Health Insurance Rate Hikes and Adverse Selection

I recommend reading the WSJ Health Blog entry entitled “WellPoint’s Argument for 39% Rate Hike: Adverse Selection”, by Jacob Goldstein.  This article explains how adverse selection is causing health insurance claims costs to increase substantially in the individual health insurance market in California. The adverse selection has come primarily in the form of healthy policyholders dropping coverage in the face of job losses due to the recession as the sickest individuals do all that they can do to hold onto their policies. Thus premiums on such policies are increasing (in line with increases in the underlying claims costs) by as much as 39%. This makes total sense because after all, the net effect of this “downard spiral” is that the morbidity risk of the average remaining policyholder in Wellpoint’s California health insurance risk pool has substantially worsened.  In other words, there are real economic factors behind these so-called “skyrocketing” premiums, and it is not due (as some in the Obama administration and news media suggest) to some newfound avarice on the part of various and sundry sleazebag insurance CEO’s who are “putting profits ahead of people”.

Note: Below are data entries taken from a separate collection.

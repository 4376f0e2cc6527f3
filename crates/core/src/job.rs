// SPDX-License-Identifier: BUSL-1.1
// Copyright (c) 2026 Alfred Jean LLC

//! Jobs spawned by a Worker

use crate::worker::ContainerSpec;
use chrono::{DateTime, Utc};
use serde::{Deserialize, Serialize};
use std::collections::BTreeMap;

#[derive(Debug, Clone, Copy, Default, PartialEq, Eq, Hash, Serialize, Deserialize)]
#[serde(rename_all = "SCREAMING_SNAKE_CASE")]
pub enum JobPhase {
    #[default]
    Pending,
    Running,
    Succeeded,
    Failed,
    Aborted,
    TimedOut,
    Unknown,
}

impl JobPhase {
    pub fn is_terminal(self) -> bool {
        !matches!(self, JobPhase::Pending | JobPhase::Running)
    }

    fn rank(self) -> u8 {
        match self {
            JobPhase::Pending => 0,
            JobPhase::Running => 1,
            _ => 2,
        }
    }

    /// Same forward-only rule as Worker phases.
    pub fn can_transition_to(self, next: JobPhase) -> bool {
        !self.is_terminal() && next.rank() >= self.rank()
    }
}

impl std::fmt::Display for JobPhase {
    fn fmt(&self, f: &mut std::fmt::Formatter<'_>) -> std::fmt::Result {
        f.write_str(match self {
            JobPhase::Pending => "PENDING",
            JobPhase::Running => "RUNNING",
            JobPhase::Succeeded => "SUCCEEDED",
            JobPhase::Failed => "FAILED",
            JobPhase::Aborted => "ABORTED",
            JobPhase::TimedOut => "TIMED_OUT",
            JobPhase::Unknown => "UNKNOWN",
        })
    }
}

/// A container in a Job, with the substrate features it asks for
#[derive(Debug, Clone, Default, PartialEq, Eq, Serialize, Deserialize)]
#[serde(rename_all = "camelCase")]
pub struct JobContainerSpec {
    #[serde(flatten)]
    pub container: ContainerSpec,
    #[serde(default)]
    pub working_directory: String,
    #[serde(default)]
    pub use_workspace: bool,
    #[serde(default)]
    pub workspace_mount_path: String,
    #[serde(default)]
    pub use_source: bool,
    #[serde(default)]
    pub source_mount_path: String,
    #[serde(default)]
    pub privileged: bool,
    #[serde(default)]
    pub use_host_docker_socket: bool,
}

#[derive(Debug, Clone, Default, PartialEq, Eq, Serialize, Deserialize)]
#[serde(rename_all = "camelCase")]
pub struct JobHost {
    #[serde(default, skip_serializing_if = "Option::is_none")]
    pub os: Option<String>,
    #[serde(default)]
    pub node_selector: BTreeMap<String, String>,
}

#[derive(Debug, Clone, Default, PartialEq, Eq, Serialize, Deserialize)]
#[serde(rename_all = "camelCase")]
pub struct JobSpec {
    pub primary_container: JobContainerSpec,
    #[serde(default)]
    pub sidecar_containers: BTreeMap<String, JobContainerSpec>,
    #[serde(default, skip_serializing_if = "Option::is_none")]
    pub timeout_seconds: Option<u64>,
    #[serde(default, skip_serializing_if = "Option::is_none")]
    pub host: Option<JobHost>,
}

/// Substrate features a Job needs, OR-ed across all of its containers
#[derive(Debug, Clone, Copy, Default, PartialEq, Eq)]
pub struct ContainerFeatures {
    pub workspace: bool,
    pub source: bool,
    pub docker_socket: bool,
    pub privileged: bool,
}

impl ContainerFeatures {
    fn of(container: &JobContainerSpec) -> Self {
        Self {
            workspace: container.use_workspace,
            source: container.use_source,
            docker_socket: container.use_host_docker_socket,
            privileged: container.privileged,
        }
    }

    fn union(self, other: Self) -> Self {
        Self {
            workspace: self.workspace || other.workspace,
            source: self.source || other.source,
            docker_socket: self.docker_socket || other.docker_socket,
            privileged: self.privileged || other.privileged,
        }
    }
}

impl JobSpec {
    /// The primary container followed by sidecars in name order.
    pub fn containers(&self) -> impl Iterator<Item = &JobContainerSpec> {
        std::iter::once(&self.primary_container).chain(self.sidecar_containers.values())
    }

    /// If any container requests a feature, the Job as a whole gets it.
    ///
    /// Policy checks at creation and pod construction at start both read
    /// this, so they always agree.
    pub fn features(&self) -> ContainerFeatures {
        self.containers()
            .map(ContainerFeatures::of)
            .fold(ContainerFeatures::default(), ContainerFeatures::union)
    }
}

#[derive(Debug, Clone, Default, PartialEq, Eq, Serialize, Deserialize)]
pub struct JobStatus {
    pub phase: JobPhase,
    #[serde(default, skip_serializing_if = "Option::is_none")]
    pub started: Option<DateTime<Utc>>,
    #[serde(default, skip_serializing_if = "Option::is_none")]
    pub ended: Option<DateTime<Utc>>,
}

#[derive(Debug, Clone, Default, PartialEq, Eq, Serialize, Deserialize)]
pub struct Job {
    pub name: String,
    #[serde(default, skip_serializing_if = "Option::is_none")]
    pub created: Option<DateTime<Utc>>,
    pub spec: JobSpec,
    #[serde(default)]
    pub status: JobStatus,
    /// Set once the substrate accepted the dispatch.
    #[serde(default)]
    pub scheduled: bool,
}

#[cfg(test)]
#[path = "job_tests.rs"]
mod tests;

Keep in mind that since insurance is state regulated, HHS Secretary Kathleen Sebelius has no legal authority to undertake a regulatory enforcement action against private insurers.  This is why the White House is urging repeal of the health insurance industry’s exemption from the McCarran Ferguson Act of 1945 as part of its latest health care proposal (specifically, see page 3 of the proposal under the section entitled “Strengthen Oversight of Insurance Premium Increases”). Thus the administration’s current political strategy is to create a regulatory “carve-out” of the health insurance industry so that the feds can regulate health insurance premiums.  Presumably the rest of the insurance industry would, for the time being, continue to be regulated primarily at the state level, as has been the case for the past 65 years.